Copy all of the entries that follow, exactly.

Saved entries
━━━━
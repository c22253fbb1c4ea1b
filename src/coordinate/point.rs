//! Point structure for representing coordinates

use std::fmt;
use crate::errors::GridResult;
use crate::utils::decimal_utils::{format_float, parse_float};

/// Index of the x coordinate (longitude)
pub const X: usize = 0;
/// Index of the y coordinate (latitude)
pub const Y: usize = 1;

/// A point whose coordinates are kept as decimal text
///
/// Storing text instead of `f64` keeps serialized values byte-for-byte
/// stable; arithmetic parses the text on demand.
#[derive(Debug, Clone, PartialEq, Eq, Hash)]
pub struct Point {
    /// X coordinate (longitude in geographic systems)
    pub x: String,
    /// Y coordinate (latitude in geographic systems)
    pub y: String,
}

impl Point {
    /// Create a new point from coordinate text
    pub fn new(x: impl Into<String>, y: impl Into<String>) -> Self {
        Point { x: x.into(), y: y.into() }
    }

    /// Create a point from doubles, using their shortest round-trip text
    pub fn from_f64(x: f64, y: f64) -> Self {
        Point::new(format_float(x), format_float(y))
    }

    /// Parse both coordinates as doubles
    pub fn to_f64(&self) -> GridResult<(f64, f64)> {
        Ok((parse_float(&self.x)?, parse_float(&self.y)?))
    }

    /// Coordinate by index (`X` or `Y`)
    ///
    /// # Panics
    /// Panics if `index` is neither `X` nor `Y`.
    pub fn coord(&self, index: usize) -> &str {
        match index {
            X => &self.x,
            Y => &self.y,
            _ => panic!("coordinate index out of range: {} (expected X or Y)", index),
        }
    }
}

impl fmt::Display for Point {
    fn fmt(&self, f: &mut fmt::Formatter<'_>) -> fmt::Result {
        write!(f, "{},{}", self.x, self.y)
    }
}

impl From<(&str, &str)> for Point {
    fn from((x, y): (&str, &str)) -> Self {
        Point::new(x, y)
    }
}

/// Serialize a point as "x,y"
pub fn point_to_string(point: &Point) -> String {
    point.to_string()
}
━━━━
*EXPECTED ANSWER*
repository c22253fbb1c4ea1b
filename src/coordinate/point.rs
//! Point structure for representing coordinates

use std::fmt;
use crate::errors::GridResult;
use crate::utils::decimal_utils::{format_float, parse_float};

/// Index of the x coordinate (longitude)
pub const X: usize = 0;
/// Index of the y coordinate (latitude)
pub const Y: usize = 1;

/// A point whose coordinates are kept as decimal text
///
/// Storing text instead of `f64` keeps serialized values byte-for-byte
/// stable; arithmetic parses the text on demand.
#[derive(Debug, Clone, PartialEq, Eq, Hash)]
pub struct Point {
    /// X coordinate (longitude in geographic systems)
    pub x: String,
    /// Y coordinate (latitude in geographic systems)
    pub y: String,
}

impl Point {
    /// Create a new point from coordinate text
    pub fn new(x: impl Into<String>, y: impl Into<String>) -> Self {
        Point { x: x.into(), y: y.into() }
    }

    /// Create a point from doubles, using their shortest round-trip text
    pub fn from_f64(x: f64, y: f64) -> Self {
        Point::new(format_float(x), format_float(y))
    }

    /// Parse both coordinates as doubles
    pub fn to_f64(&self) -> GridResult<(f64, f64)> {
        Ok((parse_float(&self.x)?, parse_float(&self.y)?))
    }

    /// Coordinate by index (`X` or `Y`)
    ///
    /// # Panics
    /// Panics if `index` is neither `X` nor `Y`.
    pub fn coord(&self, index: usize) -> &str {
        match index {
            X => &self.x,
            Y => &self.y,
            _ => panic!("coordinate index out of range: {} (expected X or Y)", index),
        }
    }
}

impl fmt::Display for Point {
    fn fmt(&self, f: &mut fmt::Formatter<'_>) -> fmt::Result {
        write!(f, "{},{}", self.x, self.y)
    }
}

impl From<(&str, &str)> for Point {
    fn from((x, y): (&str, &str)) -> Self {
        Point::new(x, y)
    }
}

/// Serialize a point as "x,y"
pub fn point_to_string(point: &Point) -> String {
    point.to_string()
}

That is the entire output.